* [Collected data]:

========

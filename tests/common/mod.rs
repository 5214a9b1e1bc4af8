//! In-memory collaborators for pipeline tests.

#![allow(dead_code)]

use std::collections::{HashMap, HashSet};
use std::path::Path;
use std::sync::atomic::{AtomicUsize, Ordering};
use std::sync::Mutex;

use async_trait::async_trait;
use base64::engine::general_purpose::URL_SAFE_NO_PAD;
use base64::Engine;
use serde_json::{json, Value};

use tale_publish::error::{AuthError, FetchError, StorageError, UploadError};
use tale_publish::metadata::SystemMetadata;
use tale_publish::publish::Fetcher;
use tale_publish::repository::RepositoryClient;
use tale_publish::storage::StorageClient;
use tale_publish::Pid;

pub const RECIPE_URL: &str = "https://github.com/whole-tale/jupyter-base";
pub const RECIPE_COMMIT: &str = "b45f9a5";
pub const PUBLISHER: &str = "http://orcid.org/0000-0002-1756-2128";

/// A JWT whose payload carries `userId`.
pub fn token_for(user_id: &str) -> String {
    format!(
        "{}.{}.signature",
        URL_SAFE_NO_PAD.encode(r#"{"alg":"RS256","typ":"JWT"}"#),
        URL_SAFE_NO_PAD.encode(json!({ "userId": user_id }).to_string())
    )
}

pub fn environment_url() -> String {
    format!("{}/tarball/{}", RECIPE_URL, RECIPE_COMMIT)
}

/// Girder stand-in keyed by API path.
#[derive(Default)]
pub struct MockStorage {
    documents: HashMap<String, Value>,
    files: HashMap<String, Value>,
    contents: HashMap<String, Vec<u8>>,
}

impl MockStorage {
    /// Storage holding a tale with an image and recipe, and its owner.
    pub fn with_tale(tale_id: &str, user: Value) -> Self {
        let mut storage = Self::default();
        storage.documents.insert(
            format!("tale/{}", tale_id),
            json!({
                "_id": tale_id,
                "title": "Soil moisture across a watershed gradient",
                "description": "<p>Reproducible <em>analysis</em></p>",
                "category": "science",
                "config": {"memLimit": "2048m"},
                "imageId": "image1"
            }),
        );
        storage.documents.insert(
            "image/image1".to_string(),
            json!({"_id": "image1", "recipeId": "recipe1"}),
        );
        storage.documents.insert(
            "recipe/recipe1".to_string(),
            json!({"_id": "recipe1", "url": RECIPE_URL, "commitId": RECIPE_COMMIT}),
        );
        let user_id = user
            .get("_id")
            .and_then(Value::as_str)
            .unwrap_or("user1")
            .to_string();
        storage.documents.insert(format!("user/{}", user_id), user);
        storage
    }

    pub fn add_local_item(&mut self, item_id: &str, name: &str, mime_type: &str, content: &[u8]) {
        let file_id = format!("file-{}", item_id);
        self.add_item(item_id, name, content.len() as u64);
        self.files.insert(
            item_id.to_string(),
            json!({"_id": file_id, "name": name, "size": content.len(), "mimeType": mime_type}),
        );
        self.contents.insert(file_id, content.to_vec());
    }

    pub fn add_linked_item(&mut self, item_id: &str, name: &str, link_url: &str) {
        self.add_item(item_id, name, 0);
        self.files.insert(
            item_id.to_string(),
            json!({
                "_id": format!("file-{}", item_id),
                "name": name,
                "size": 0,
                "mimeType": "text/csv",
                "linkUrl": link_url
            }),
        );
    }

    /// An item with no file object at all.
    pub fn add_empty_item(&mut self, item_id: &str, name: &str) {
        self.add_item(item_id, name, 0);
    }

    fn add_item(&mut self, item_id: &str, name: &str, size: u64) {
        self.documents.insert(
            format!("item/{}", item_id),
            json!({"_id": item_id, "name": name, "size": size, "description": format!("{} data", name)}),
        );
        self.documents.insert(
            format!("resource/{}/path?type=item", item_id),
            Value::String(format!("/collection/WholeTale Catalog/{}", name)),
        );
    }
}

#[async_trait]
impl StorageClient for MockStorage {
    async fn get_object(&self, item_id: &str) -> Result<Option<tale_publish::storage::FileObject>, StorageError> {
        match self.files.get(item_id) {
            Some(value) => serde_json::from_value(value.clone())
                .map(Some)
                .map_err(|e| StorageError::ParseError(e.to_string())),
            None if self.documents.contains_key(&format!("item/{}", item_id)) => Ok(None),
            None => Err(StorageError::NotFound(format!("item/{}", item_id))),
        }
    }

    async fn download(&self, file_id: &str, dest: &Path) -> Result<u64, StorageError> {
        let content = self
            .contents
            .get(file_id)
            .ok_or_else(|| StorageError::NotFound(format!("file/{}", file_id)))?;
        std::fs::write(dest, content)?;
        Ok(content.len() as u64)
    }

    async fn get_json(&self, path: &str) -> Result<Value, StorageError> {
        self.documents
            .get(path)
            .cloned()
            .ok_or_else(|| StorageError::NotFound(path.to_string()))
    }
}

/// One accepted create call.
#[derive(Debug, Clone)]
pub struct CreatedObject {
    pub pid: Pid,
    pub format_id: String,
    pub file_name: String,
    pub size: u64,
    pub checksum: String,
    pub content: Vec<u8>,
}

/// Member node stand-in that records every create call.
#[derive(Default)]
pub struct MockRepository {
    pub created: Mutex<Vec<CreatedObject>>,
    pub create_calls: AtomicUsize,
    pub ping_calls: AtomicUsize,
    reject_names: HashSet<String>,
    unreachable: bool,
}

impl MockRepository {
    pub fn new() -> Self {
        Self::default()
    }

    /// Rejects create calls for objects with this file name.
    pub fn rejecting(mut self, file_name: &str) -> Self {
        self.reject_names.insert(file_name.to_string());
        self
    }

    pub fn unreachable() -> Self {
        Self {
            unreachable: true,
            ..Self::default()
        }
    }

    pub fn created(&self) -> Vec<CreatedObject> {
        self.created.lock().expect("lock").clone()
    }

    pub fn created_named(&self, file_name: &str) -> Option<CreatedObject> {
        self.created().into_iter().find(|o| o.file_name == file_name)
    }
}

#[async_trait]
impl RepositoryClient for MockRepository {
    async fn ping(&self) -> Result<(), AuthError> {
        self.ping_calls.fetch_add(1, Ordering::SeqCst);
        if self.unreachable {
            return Err(AuthError::Unreachable("connection refused".to_string()));
        }
        Ok(())
    }

    async fn create(
        &self,
        pid: &Pid,
        content: Vec<u8>,
        sysmeta: &SystemMetadata,
    ) -> Result<(), UploadError> {
        self.create_calls.fetch_add(1, Ordering::SeqCst);
        if self.reject_names.contains(&sysmeta.file_name) {
            return Err(UploadError::Rejected {
                pid: pid.to_string(),
                code: 413,
                name: "InsufficientResources".to_string(),
                description: "quota exceeded".to_string(),
            });
        }

        let mut created = self.created.lock().expect("lock");
        if created.iter().any(|o| &o.pid == pid) {
            return Err(UploadError::Rejected {
                pid: pid.to_string(),
                code: 409,
                name: "IdentifierNotUnique".to_string(),
                description: "duplicate pid".to_string(),
            });
        }
        created.push(CreatedObject {
            pid: pid.clone(),
            format_id: sysmeta.format_id.clone(),
            file_name: sysmeta.file_name.clone(),
            size: sysmeta.size,
            checksum: sysmeta.checksum.value.clone(),
            content,
        });
        Ok(())
    }
}

/// Fetcher serving canned bodies by URL.
#[derive(Default)]
pub struct MockFetcher {
    bodies: HashMap<String, Vec<u8>>,
    pub calls: AtomicUsize,
}

impl MockFetcher {
    pub fn new() -> Self {
        Self::default()
    }

    pub fn serving(mut self, url: &str, body: &[u8]) -> Self {
        self.bodies.insert(url.to_string(), body.to_vec());
        self
    }
}

#[async_trait]
impl Fetcher for MockFetcher {
    async fn fetch(&self, url: &str, dest: &Path) -> Result<u64, FetchError> {
        self.calls.fetch_add(1, Ordering::SeqCst);
        let body = self.bodies.get(url).ok_or_else(|| FetchError::Status {
            url: url.to_string(),
            code: 404,
        })?;
        std::fs::write(dest, body)?;
        Ok(body.len() as u64)
    }
}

========

* [Instructions for the task]: Pull every line containing the string "description" out of the data above and copy it.

* [Written reply]:
                "description": "<p>Reproducible <em>analysis</em></p>",
            json!({"_id": item_id, "name": name, "size": size, "description": format!("{} data", name)}),
                description: "quota exceeded".to_string(),
                description: "duplicate pid".to_string(),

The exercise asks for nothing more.